■ Provided records ■
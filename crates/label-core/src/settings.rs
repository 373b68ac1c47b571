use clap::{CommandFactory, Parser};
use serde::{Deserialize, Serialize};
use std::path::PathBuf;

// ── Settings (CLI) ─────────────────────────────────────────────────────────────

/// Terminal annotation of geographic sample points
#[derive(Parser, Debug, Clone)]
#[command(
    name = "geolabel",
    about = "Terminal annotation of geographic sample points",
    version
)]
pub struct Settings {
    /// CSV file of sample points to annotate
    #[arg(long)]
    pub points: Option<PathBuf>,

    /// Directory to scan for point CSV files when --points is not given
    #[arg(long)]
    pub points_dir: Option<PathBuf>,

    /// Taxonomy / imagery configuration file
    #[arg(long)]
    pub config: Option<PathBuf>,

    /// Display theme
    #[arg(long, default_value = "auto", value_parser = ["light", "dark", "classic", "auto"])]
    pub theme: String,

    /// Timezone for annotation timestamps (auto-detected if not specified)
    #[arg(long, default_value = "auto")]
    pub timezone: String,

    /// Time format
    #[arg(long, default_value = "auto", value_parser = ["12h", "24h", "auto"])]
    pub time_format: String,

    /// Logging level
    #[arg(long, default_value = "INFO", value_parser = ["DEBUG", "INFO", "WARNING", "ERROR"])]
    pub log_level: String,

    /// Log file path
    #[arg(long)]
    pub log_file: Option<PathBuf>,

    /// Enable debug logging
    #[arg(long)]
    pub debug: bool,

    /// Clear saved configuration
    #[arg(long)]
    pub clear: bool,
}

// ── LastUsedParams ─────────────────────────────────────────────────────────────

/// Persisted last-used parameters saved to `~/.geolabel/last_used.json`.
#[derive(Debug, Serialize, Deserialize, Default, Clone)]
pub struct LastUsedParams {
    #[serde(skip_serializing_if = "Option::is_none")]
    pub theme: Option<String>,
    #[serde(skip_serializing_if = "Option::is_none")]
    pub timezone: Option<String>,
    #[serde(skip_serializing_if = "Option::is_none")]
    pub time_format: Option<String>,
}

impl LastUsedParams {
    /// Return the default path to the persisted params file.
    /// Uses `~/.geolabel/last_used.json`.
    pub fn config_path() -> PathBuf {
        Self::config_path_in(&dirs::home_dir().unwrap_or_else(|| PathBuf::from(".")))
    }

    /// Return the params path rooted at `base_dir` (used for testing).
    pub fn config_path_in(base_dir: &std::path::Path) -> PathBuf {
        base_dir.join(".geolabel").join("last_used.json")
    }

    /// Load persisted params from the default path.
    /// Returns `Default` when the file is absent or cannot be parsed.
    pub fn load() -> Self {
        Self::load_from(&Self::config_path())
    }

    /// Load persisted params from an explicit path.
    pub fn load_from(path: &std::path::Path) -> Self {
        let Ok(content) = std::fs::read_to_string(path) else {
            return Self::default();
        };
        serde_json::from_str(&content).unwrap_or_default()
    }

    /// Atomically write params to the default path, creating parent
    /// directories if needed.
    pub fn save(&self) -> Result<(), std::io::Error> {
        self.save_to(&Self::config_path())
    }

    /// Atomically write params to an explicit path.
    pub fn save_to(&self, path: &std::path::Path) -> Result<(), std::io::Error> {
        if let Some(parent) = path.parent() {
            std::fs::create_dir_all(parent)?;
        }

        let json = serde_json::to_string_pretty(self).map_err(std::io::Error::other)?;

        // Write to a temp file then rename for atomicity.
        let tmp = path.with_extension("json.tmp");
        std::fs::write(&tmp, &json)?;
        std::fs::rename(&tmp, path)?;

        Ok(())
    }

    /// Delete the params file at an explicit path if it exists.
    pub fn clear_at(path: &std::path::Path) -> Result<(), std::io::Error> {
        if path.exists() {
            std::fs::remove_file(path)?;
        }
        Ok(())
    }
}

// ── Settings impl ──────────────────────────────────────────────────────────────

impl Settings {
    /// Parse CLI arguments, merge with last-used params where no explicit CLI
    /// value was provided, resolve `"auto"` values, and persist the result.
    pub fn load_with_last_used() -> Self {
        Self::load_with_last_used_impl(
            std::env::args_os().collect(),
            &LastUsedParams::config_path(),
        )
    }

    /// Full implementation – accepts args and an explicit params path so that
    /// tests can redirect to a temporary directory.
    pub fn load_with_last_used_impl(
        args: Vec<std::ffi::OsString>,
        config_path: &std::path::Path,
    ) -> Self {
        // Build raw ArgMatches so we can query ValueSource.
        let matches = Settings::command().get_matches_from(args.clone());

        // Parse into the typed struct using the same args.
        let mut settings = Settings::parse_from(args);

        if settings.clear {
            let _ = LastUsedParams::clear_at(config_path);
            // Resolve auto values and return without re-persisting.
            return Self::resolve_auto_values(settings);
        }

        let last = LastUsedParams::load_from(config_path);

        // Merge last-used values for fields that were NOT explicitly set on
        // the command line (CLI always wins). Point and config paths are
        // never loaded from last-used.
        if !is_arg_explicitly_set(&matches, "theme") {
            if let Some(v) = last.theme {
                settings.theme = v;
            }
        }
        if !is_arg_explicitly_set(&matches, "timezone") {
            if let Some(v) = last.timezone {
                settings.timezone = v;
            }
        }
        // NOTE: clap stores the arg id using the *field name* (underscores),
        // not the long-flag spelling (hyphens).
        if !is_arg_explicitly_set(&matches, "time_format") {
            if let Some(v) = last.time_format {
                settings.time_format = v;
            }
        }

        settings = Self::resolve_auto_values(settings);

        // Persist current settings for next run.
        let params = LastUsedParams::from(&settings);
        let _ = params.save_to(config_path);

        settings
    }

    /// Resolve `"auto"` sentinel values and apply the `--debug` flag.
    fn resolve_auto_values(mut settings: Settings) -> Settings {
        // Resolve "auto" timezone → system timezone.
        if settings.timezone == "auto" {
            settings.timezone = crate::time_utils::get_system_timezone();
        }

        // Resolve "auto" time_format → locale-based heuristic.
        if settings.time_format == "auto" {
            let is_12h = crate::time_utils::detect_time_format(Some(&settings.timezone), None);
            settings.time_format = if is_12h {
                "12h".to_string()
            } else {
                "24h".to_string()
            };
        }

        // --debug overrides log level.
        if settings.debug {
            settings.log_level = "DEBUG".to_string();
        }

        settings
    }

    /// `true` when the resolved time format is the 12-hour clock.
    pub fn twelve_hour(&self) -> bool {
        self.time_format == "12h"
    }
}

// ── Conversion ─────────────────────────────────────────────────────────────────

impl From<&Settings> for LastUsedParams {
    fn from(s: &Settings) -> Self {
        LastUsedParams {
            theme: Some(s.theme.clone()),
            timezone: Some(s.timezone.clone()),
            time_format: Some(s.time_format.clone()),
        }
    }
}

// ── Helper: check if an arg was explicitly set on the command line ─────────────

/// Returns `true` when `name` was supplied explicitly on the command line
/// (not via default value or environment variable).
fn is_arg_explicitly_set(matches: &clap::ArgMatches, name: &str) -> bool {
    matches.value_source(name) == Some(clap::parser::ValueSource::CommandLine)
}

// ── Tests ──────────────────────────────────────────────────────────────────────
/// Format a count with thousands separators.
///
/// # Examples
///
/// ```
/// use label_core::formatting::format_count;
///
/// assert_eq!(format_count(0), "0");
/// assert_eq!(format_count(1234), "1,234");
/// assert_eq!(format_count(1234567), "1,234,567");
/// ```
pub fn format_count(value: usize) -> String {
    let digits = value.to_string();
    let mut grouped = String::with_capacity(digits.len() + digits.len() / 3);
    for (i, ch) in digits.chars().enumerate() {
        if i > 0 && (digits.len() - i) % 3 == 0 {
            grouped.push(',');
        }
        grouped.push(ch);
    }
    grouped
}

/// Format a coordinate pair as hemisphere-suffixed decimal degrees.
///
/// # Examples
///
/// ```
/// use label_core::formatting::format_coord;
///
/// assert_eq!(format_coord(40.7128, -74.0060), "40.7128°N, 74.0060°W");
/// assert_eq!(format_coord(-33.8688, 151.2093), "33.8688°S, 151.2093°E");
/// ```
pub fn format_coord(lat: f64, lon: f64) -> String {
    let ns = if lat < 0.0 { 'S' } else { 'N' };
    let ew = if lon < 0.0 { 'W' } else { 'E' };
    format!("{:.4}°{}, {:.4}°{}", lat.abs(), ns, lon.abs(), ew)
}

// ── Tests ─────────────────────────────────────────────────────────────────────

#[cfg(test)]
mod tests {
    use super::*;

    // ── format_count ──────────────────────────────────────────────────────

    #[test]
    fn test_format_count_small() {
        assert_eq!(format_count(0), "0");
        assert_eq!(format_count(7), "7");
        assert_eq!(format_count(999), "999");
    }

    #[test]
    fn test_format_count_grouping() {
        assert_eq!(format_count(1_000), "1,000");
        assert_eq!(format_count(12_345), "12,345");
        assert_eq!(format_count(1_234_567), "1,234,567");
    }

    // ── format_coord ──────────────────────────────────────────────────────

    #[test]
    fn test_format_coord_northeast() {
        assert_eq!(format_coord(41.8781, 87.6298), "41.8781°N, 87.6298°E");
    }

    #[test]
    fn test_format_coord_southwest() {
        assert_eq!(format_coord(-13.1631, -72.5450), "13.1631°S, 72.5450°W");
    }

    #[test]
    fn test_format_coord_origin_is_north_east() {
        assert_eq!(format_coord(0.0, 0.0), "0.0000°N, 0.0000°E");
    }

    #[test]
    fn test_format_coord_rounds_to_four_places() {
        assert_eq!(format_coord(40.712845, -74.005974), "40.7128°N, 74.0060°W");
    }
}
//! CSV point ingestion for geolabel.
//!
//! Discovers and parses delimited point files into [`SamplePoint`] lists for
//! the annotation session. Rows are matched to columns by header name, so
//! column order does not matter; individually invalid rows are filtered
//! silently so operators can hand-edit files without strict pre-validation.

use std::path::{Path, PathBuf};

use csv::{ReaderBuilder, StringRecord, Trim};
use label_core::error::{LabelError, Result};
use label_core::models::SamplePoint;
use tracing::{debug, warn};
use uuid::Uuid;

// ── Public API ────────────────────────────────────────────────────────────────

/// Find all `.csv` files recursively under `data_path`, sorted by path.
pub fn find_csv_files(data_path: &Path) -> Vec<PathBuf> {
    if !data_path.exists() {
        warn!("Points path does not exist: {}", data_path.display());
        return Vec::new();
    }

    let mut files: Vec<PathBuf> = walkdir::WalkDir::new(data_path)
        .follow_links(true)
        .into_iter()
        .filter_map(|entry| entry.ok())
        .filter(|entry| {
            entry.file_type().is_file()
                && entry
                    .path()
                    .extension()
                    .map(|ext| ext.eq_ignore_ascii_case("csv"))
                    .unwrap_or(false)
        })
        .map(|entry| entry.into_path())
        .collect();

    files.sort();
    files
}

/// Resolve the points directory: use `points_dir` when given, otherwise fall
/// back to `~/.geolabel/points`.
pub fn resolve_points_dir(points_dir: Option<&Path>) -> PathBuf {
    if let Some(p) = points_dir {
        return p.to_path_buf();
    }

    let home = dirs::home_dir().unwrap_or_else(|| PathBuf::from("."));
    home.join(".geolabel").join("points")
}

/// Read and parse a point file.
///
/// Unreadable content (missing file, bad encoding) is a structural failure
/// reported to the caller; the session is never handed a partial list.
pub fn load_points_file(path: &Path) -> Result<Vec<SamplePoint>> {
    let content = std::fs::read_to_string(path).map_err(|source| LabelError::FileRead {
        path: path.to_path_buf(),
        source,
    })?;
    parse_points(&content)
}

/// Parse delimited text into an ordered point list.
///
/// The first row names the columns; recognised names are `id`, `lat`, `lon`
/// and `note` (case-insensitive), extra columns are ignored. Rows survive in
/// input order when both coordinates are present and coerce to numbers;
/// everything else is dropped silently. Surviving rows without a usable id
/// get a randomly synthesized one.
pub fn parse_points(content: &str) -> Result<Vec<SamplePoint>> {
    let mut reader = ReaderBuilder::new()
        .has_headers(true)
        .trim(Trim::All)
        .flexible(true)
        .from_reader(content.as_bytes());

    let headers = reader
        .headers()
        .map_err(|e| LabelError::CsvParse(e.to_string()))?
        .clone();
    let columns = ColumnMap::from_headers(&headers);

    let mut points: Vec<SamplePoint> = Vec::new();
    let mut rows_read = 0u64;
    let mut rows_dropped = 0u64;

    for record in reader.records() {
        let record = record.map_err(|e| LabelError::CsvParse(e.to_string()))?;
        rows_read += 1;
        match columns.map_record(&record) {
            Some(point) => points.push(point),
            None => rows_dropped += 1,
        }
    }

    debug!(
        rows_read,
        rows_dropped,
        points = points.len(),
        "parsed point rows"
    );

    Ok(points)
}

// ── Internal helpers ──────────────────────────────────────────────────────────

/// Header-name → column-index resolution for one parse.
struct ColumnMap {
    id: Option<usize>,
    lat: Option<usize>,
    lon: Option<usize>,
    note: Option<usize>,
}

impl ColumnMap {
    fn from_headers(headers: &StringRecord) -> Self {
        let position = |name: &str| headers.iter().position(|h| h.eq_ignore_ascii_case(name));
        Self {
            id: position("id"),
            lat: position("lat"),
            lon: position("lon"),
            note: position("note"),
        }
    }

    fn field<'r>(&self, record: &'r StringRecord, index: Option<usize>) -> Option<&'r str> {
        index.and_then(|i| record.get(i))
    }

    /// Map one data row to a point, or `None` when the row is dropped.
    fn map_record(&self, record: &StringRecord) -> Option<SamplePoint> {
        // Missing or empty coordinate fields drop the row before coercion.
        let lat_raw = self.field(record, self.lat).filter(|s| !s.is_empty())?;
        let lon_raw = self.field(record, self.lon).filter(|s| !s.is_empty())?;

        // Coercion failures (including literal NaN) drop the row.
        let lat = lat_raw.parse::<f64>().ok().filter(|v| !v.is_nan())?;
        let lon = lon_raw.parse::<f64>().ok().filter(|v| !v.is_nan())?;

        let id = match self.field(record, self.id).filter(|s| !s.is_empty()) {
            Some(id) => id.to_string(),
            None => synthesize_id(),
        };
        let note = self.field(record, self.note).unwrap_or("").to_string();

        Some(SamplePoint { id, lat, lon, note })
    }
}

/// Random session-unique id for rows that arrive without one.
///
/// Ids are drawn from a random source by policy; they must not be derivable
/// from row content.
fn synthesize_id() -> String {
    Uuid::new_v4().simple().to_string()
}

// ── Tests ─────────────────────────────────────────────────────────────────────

■ Activity ■
Every line in the data that holds the string "annotation" should be copied.

■ Written answer ■
/// Terminal annotation of geographic sample points
    about = "Terminal annotation of geographic sample points",
    /// Timezone for annotation timestamps (auto-detected if not specified)
//! the annotation session. Rows are matched to columns by header name, so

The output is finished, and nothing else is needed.